Besides, the histological analyses of tumors using H&E and TUNEL staining revealed extensive necrosis and apoptosis of tumor cells in the 2.3%A6-NP and 5.5%A6-NP groups (Fig. 9H). Figure 9H and I show low levels of apoptosis in the saline and free G2111 groups but markedly increased levels in the three NP groups. The 2.3%A6-NP and 5.5%A6-NP groups had greater levels of apoptosis than did the NP group (P < 0.01). However, there was no significant difference between 2.3%A6-NP and 5.5%A6-NP groups. Ki67 is a marker that is associated with tumor cell proliferation and was highly expressed in the NS group (Fig. 9J).

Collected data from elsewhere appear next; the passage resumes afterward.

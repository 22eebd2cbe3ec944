use std::path::{Path, PathBuf};

use crate::foundation::core::{Dims, Fps};
use crate::foundation::error::{ReelError, ReelResult};

/// A media file on disk plus the metadata derived from it.
///
/// Assets are never mutated in place; every transform writes a new file and probes it again.
#[derive(Clone, Debug, PartialEq)]
pub struct MediaAsset {
    /// Location of the media file.
    pub path: PathBuf,
    /// Probed metadata.
    pub info: MediaInfo,
}

impl MediaAsset {
    /// Probe `path` and wrap the result.
    pub fn open(path: impl Into<PathBuf>) -> ReelResult<Self> {
        let path = path.into();
        let info = probe(&path)?;
        Ok(Self { path, info })
    }

    /// Pixel dimensions of the video stream.
    pub fn dims(&self) -> Dims {
        Dims {
            width: self.info.width,
            height: self.info.height,
        }
    }
}

/// Stream-level metadata reported by `ffprobe`.
#[derive(Clone, Copy, Debug, PartialEq)]
pub struct MediaInfo {
    /// Video width in pixels (0 for audio-only files).
    pub width: u32,
    /// Video height in pixels (0 for audio-only files).
    pub height: u32,
    /// Container duration in seconds.
    pub duration_secs: f64,
    /// Video frame rate; `None` for audio-only files.
    pub fps: Option<Fps>,
    /// Whether a video stream exists.
    pub has_video: bool,
    /// Whether at least one audio stream exists.
    pub has_audio: bool,
}

impl MediaInfo {
    /// Frame rate, or a validation error for audio-only media.
    pub fn video_fps(&self) -> ReelResult<Fps> {
        self.fps
            .ok_or_else(|| ReelError::validation("media has no video frame rate"))
    }
}

#[derive(serde::Deserialize)]
struct ProbeStream {
    codec_type: Option<String>,
    width: Option<u32>,
    height: Option<u32>,
    r_frame_rate: Option<String>,
    avg_frame_rate: Option<String>,
    duration: Option<String>,
}

#[derive(serde::Deserialize, Default)]
struct ProbeFormat {
    duration: Option<String>,
}

#[derive(serde::Deserialize)]
struct ProbeOut {
    #[serde(default)]
    streams: Vec<ProbeStream>,
    #[serde(default)]
    format: ProbeFormat,
}

/// Probe width, height, duration and frame rate of `path` through `ffprobe`.
///
/// Fails with [`ReelError::AssetUnreadable`] if the file cannot be opened or parsed.
pub fn probe(path: &Path) -> ReelResult<MediaInfo> {
    if !path.is_file() {
        return Err(ReelError::asset_unreadable(path, "file does not exist"));
    }

    let out = std::process::Command::new("ffprobe")
        .args([
            "-v",
            "error",
            "-print_format",
            "json",
            "-show_streams",
            "-show_format",
        ])
        .arg(path)
        .output()
        .map_err(|e| ReelError::asset_unreadable(path, format!("failed to run ffprobe: {e}")))?;
    if !out.status.success() {
        return Err(ReelError::asset_unreadable(
            path,
            String::from_utf8_lossy(&out.stderr).trim(),
        ));
    }

    parse_probe_json(&out.stdout).map_err(|e| ReelError::asset_unreadable(path, e))
}

fn parse_probe_json(bytes: &[u8]) -> Result<MediaInfo, String> {
    let parsed: ProbeOut =
        serde_json::from_slice(bytes).map_err(|e| format!("ffprobe json parse failed: {e}"))?;

    let video = parsed
        .streams
        .iter()
        .find(|s| s.codec_type.as_deref() == Some("video"));
    let has_audio = parsed
        .streams
        .iter()
        .any(|s| s.codec_type.as_deref() == Some("audio"));
    if video.is_none() && !has_audio {
        return Err("no audio or video stream found".to_string());
    }

    let parse_secs = |s: &Option<String>| s.as_deref().and_then(|v| v.trim().parse::<f64>().ok());
    let duration_secs = parse_secs(&parsed.format.duration)
        .or_else(|| parsed.streams.iter().find_map(|s| parse_secs(&s.duration)))
        .filter(|d| d.is_finite() && *d >= 0.0)
        .ok_or_else(|| "missing duration from ffprobe".to_string())?;

    let (width, height, fps) = match video {
        Some(v) => {
            let width = v.width.ok_or("missing video width from ffprobe")?;
            let height = v.height.ok_or("missing video height from ffprobe")?;
            // `r_frame_rate` can read `0/0` for some containers; fall back to the average.
            let fps = [&v.r_frame_rate, &v.avg_frame_rate]
                .into_iter()
                .flatten()
                .find_map(|r| Fps::parse(r).ok());
            (width, height, fps)
        }
        None => (0, 0, None),
    };

    Ok(MediaInfo {
        width,
        height,
        duration_secs,
        fps,
        has_video: video.is_some(),
        has_audio,
    })
}

#[cfg(test)]
#[path = "../../tests/unit/media/probe.rs"]
mod tests;
use super::*;
use crate::media::decode::VecFrameSource;
use crate::media::encode::InMemorySink;

fn fps30() -> Fps {
    Fps::new(30, 1).unwrap()
}

#[test]
fn layout_shrinks_by_margin_and_centres() {
    let layout = PadLayout::plan(
        Dims {
            width: 1080,
            height: 1920,
        },
        50,
    )
    .unwrap();
    assert_eq!(
        layout.canvas,
        Dims {
            width: 1080,
            height: 1920
        }
    );
    assert_eq!(
        layout.inner,
        Dims {
            width: 980,
            height: 1742
        }
    );
    assert_eq!((layout.x, layout.y), (50, 89));
}

#[test]
fn layout_rejects_margin_that_consumes_width() {
    let dims = Dims {
        width: 100,
        height: 100,
    };
    assert!(PadLayout::plan(dims, 50).is_err());
    assert!(PadLayout::plan(dims, u32::MAX).is_err());
    assert!(PadLayout::plan(dims, 49).is_ok());
}

#[test]
fn duration_check_is_deterministic() {
    assert!(check_durations(12.0, 12.0, 0.05).is_ok());
    assert!(check_durations(12.0, 12.04, 0.05).is_ok());
    let err = check_durations(12.0, 10.0, 0.05).unwrap_err();
    assert!(matches!(
        err,
        ReelError::DurationMismatch {
            foreground_secs,
            background_secs
        } if foreground_secs == 12.0 && background_secs == 10.0
    ));
    assert!(check_durations(12.0, 10.0, 0.05).is_err());
}

#[test]
fn output_follows_foreground_length_and_centres_it() {
    let canvas = Dims {
        width: 40,
        height: 60,
    };
    let layout = PadLayout::plan(canvas, 5).unwrap();
    let mut fg = VecFrameSource::solid(layout.inner, [255, 0, 0, 255], 6);
    // Background is shorter and in another size; it is resized and its last frame held.
    let mut bg = VecFrameSource::solid(
        Dims {
            width: 20,
            height: 20,
        },
        [0, 0, 255, 255],
        4,
    );
    let mut sink = InMemorySink::new();
    let n = pad_frames(&mut fg, &mut bg, layout, 9, fps30(), None, &mut sink).unwrap();

    assert_eq!(n, 6);
    assert_eq!(sink.config().unwrap().dims, canvas);
    let frame = &sink.frames()[5].1;
    assert_eq!(frame.dimensions(), (40, 60));
    assert_eq!(frame.get_pixel(0, 0).0, [0, 0, 255, 255]);
    assert_eq!(frame.get_pixel(20, 30).0, [255, 0, 0, 255]);
    assert_eq!(frame.get_pixel(layout.x, layout.y).0, [255, 0, 0, 255]);
    assert_eq!(frame.get_pixel(layout.x - 1, 30).0, [0, 0, 255, 255]);
}

#[test]
fn empty_background_is_an_error() {
    let layout = PadLayout::plan(
        Dims {
            width: 20,
            height: 20,
        },
        2,
    )
    .unwrap();
    let mut fg = VecFrameSource::solid(layout.inner, [255, 0, 0, 255], 2);
    let mut bg = VecFrameSource::solid(layout.canvas, [0, 0, 0, 255], 0);
    let mut sink = InMemorySink::new();
    assert!(pad_frames(&mut fg, &mut bg, layout, 5, fps30(), None, &mut sink).is_err());
}

#[test]
fn options_default_from_partial_json() {
    let opts: PadOptions = serde_json::from_str(r#"{"margin_px": 20}"#).unwrap();
    assert_eq!(opts.margin_px, 20);
    assert_eq!(opts.blur_kernel, 70);
}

NP and A6-NP significantly reduced Ki67 expression; moreover, A6-NP reduced Ki67 expression down to 24%. While there was no remarkably difference between 2.3%A6-NP and 5.5%A6-NP. These results revealed that A6-NP had better antitumor activities compared with free G2111 and NP. The above results were consistent with the tumor suppression data. During the treatment, the body weights of mice were monitored, as shown in Fig. 9D. 2.3%A6-NP and 5.5%A6-NP groups had an upward trend in body weight, indicating low systemic toxicity with improved antitumor activity. In comparison, free G2111 group showed a slight weight gain during the treatment, while the NS group showed a slight fluctuation. H&E staining results also displayed no obvious histological changes in major organs of mice (Fig. 10). These results demonstrated that the A6-NP had good biocompatibility and biosafety in vivo.